Please find every line of the listing below where "clamp" occurs and copy it.

### The input
+-------+

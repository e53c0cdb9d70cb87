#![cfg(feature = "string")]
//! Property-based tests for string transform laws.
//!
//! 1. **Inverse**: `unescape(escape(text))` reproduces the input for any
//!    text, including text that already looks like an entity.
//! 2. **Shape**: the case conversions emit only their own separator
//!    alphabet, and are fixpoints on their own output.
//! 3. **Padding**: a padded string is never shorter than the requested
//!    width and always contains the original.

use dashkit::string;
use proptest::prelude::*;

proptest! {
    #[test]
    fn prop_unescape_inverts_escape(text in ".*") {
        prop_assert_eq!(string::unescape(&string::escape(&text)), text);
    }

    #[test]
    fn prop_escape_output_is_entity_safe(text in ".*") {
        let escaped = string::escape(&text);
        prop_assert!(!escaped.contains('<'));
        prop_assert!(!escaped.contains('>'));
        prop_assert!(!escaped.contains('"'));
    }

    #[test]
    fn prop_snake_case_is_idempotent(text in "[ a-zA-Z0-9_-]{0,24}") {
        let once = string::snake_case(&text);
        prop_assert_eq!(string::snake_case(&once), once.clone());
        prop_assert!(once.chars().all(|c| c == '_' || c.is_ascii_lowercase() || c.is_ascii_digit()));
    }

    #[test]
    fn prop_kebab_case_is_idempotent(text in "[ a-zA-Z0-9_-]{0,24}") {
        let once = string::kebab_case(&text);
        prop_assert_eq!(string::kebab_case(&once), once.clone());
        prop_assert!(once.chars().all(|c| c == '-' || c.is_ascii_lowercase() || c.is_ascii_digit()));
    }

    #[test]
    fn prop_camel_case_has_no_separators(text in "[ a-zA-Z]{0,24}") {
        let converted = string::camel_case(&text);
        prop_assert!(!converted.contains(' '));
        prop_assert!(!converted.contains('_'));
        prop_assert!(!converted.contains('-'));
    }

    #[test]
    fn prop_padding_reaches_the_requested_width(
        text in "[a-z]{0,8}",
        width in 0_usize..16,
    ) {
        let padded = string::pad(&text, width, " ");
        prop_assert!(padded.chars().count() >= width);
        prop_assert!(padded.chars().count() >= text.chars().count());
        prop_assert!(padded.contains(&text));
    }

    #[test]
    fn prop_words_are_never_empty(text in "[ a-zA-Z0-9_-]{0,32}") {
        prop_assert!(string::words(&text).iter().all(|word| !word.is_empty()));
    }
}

+-------+

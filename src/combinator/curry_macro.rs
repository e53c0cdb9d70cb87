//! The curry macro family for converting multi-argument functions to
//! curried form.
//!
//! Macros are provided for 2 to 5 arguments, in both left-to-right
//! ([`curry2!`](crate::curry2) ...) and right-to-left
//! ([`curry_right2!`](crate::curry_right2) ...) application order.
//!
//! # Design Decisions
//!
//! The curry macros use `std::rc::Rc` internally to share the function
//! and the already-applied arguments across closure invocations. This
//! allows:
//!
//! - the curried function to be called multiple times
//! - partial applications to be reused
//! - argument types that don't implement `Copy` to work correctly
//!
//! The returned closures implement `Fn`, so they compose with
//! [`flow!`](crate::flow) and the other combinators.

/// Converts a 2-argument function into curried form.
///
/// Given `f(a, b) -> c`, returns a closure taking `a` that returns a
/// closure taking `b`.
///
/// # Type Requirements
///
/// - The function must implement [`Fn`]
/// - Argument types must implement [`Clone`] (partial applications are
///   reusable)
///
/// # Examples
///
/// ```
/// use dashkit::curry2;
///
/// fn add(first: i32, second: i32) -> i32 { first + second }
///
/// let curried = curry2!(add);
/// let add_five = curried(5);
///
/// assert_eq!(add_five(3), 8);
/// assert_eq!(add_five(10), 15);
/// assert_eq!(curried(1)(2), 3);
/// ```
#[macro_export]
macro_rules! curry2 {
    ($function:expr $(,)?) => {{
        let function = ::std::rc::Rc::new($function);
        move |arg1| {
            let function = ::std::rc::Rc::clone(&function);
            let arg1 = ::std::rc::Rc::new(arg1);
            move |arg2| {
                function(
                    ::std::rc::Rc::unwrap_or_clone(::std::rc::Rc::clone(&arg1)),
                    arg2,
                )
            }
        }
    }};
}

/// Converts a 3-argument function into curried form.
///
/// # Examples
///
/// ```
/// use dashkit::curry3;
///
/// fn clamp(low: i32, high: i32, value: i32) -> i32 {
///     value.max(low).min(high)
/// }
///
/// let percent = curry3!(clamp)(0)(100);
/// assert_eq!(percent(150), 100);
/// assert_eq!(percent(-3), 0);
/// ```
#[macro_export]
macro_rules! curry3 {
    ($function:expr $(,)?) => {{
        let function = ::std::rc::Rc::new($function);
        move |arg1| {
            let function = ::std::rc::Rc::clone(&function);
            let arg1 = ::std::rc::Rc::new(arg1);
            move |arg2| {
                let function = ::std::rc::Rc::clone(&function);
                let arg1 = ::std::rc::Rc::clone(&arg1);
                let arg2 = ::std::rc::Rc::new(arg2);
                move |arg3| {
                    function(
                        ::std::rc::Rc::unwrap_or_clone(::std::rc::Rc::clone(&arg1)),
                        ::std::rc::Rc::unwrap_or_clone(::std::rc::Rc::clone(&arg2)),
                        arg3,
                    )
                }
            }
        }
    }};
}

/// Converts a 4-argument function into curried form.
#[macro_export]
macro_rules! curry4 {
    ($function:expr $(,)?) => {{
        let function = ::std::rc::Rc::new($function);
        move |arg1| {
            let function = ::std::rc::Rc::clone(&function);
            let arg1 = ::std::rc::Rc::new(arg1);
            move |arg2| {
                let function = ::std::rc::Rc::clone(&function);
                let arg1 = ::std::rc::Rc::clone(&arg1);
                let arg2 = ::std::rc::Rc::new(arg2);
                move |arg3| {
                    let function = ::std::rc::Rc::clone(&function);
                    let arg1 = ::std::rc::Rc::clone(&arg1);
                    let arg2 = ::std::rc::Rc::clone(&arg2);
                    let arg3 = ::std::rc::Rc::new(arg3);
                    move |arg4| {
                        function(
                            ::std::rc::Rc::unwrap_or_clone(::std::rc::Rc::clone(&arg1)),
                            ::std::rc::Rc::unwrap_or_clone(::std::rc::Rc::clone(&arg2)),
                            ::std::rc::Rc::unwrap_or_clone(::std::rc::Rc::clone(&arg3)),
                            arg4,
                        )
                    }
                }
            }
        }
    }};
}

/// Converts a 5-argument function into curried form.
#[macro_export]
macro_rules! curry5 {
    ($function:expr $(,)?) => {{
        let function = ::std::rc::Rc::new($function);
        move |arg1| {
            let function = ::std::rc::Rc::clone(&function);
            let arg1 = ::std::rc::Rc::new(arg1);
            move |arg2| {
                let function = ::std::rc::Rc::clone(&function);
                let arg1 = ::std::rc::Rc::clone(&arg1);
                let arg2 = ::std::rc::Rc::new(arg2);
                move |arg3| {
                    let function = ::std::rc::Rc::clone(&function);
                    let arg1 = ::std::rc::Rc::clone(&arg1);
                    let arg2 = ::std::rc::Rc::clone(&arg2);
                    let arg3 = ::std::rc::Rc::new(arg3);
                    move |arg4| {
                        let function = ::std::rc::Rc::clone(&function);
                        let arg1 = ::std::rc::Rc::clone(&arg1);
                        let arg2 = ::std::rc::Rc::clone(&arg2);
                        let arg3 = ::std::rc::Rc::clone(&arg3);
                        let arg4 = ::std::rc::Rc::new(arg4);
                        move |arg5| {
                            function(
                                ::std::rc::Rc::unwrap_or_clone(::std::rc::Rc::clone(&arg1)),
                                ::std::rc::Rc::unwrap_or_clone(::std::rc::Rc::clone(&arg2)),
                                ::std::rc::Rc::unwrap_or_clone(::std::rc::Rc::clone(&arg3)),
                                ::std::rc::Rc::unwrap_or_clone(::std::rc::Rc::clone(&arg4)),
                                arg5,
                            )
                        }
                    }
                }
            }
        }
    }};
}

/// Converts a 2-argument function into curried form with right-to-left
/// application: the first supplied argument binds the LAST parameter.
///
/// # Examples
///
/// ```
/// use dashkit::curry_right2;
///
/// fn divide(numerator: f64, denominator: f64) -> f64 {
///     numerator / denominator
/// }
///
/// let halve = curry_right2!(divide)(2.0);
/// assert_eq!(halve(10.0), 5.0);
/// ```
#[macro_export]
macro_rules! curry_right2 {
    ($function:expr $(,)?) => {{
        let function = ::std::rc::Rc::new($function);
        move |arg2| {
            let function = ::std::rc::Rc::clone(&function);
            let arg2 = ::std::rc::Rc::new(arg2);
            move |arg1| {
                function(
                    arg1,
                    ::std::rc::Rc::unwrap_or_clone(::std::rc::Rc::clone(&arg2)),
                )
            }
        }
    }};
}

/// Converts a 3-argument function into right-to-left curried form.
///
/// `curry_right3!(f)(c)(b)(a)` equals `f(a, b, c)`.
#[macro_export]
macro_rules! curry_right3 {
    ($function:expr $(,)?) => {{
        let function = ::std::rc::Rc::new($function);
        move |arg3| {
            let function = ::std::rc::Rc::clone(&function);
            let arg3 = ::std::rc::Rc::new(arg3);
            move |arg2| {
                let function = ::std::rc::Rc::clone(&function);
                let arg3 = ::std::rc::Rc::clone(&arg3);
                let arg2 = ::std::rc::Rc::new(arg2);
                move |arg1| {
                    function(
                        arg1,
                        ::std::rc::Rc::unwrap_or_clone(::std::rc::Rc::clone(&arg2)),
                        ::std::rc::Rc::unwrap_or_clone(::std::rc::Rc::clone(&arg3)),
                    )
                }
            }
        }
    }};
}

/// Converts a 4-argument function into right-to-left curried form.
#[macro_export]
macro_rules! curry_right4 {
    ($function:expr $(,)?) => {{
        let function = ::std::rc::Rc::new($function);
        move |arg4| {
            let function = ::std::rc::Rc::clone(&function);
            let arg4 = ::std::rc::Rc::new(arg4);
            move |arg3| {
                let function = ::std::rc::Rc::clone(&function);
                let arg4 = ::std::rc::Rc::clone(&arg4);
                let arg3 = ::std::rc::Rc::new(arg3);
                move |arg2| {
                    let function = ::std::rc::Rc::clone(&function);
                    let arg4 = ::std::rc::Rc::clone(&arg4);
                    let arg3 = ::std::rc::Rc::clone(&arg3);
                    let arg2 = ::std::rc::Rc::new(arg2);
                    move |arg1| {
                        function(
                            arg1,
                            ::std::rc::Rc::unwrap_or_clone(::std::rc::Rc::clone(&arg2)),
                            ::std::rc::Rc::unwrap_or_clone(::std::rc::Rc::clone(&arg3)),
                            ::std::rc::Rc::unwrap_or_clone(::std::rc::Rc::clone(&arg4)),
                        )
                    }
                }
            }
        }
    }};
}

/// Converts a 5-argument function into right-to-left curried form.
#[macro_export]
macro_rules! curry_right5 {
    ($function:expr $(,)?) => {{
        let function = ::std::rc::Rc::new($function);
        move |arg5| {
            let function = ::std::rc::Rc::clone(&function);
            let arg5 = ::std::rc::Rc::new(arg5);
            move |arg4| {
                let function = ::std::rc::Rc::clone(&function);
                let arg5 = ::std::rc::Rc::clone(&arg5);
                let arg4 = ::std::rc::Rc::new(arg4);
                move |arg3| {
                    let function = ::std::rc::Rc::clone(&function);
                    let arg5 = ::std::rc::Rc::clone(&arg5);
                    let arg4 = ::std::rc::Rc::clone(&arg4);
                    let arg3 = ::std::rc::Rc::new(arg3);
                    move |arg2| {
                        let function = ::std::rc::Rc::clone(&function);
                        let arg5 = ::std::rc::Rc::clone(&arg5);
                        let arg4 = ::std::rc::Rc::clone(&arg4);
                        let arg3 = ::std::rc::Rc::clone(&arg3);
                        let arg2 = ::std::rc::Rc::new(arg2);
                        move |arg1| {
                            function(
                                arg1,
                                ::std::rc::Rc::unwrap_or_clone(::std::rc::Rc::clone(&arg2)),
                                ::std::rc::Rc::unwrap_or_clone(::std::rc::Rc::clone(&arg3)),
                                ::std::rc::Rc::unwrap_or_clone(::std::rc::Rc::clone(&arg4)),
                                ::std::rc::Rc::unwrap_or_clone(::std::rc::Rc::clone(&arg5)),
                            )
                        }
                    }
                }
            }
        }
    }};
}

+-------+

### Solution for this exercise
/// fn clamp(low: i32, high: i32, value: i32) -> i32 {
/// let percent = curry3!(clamp)(0)(100);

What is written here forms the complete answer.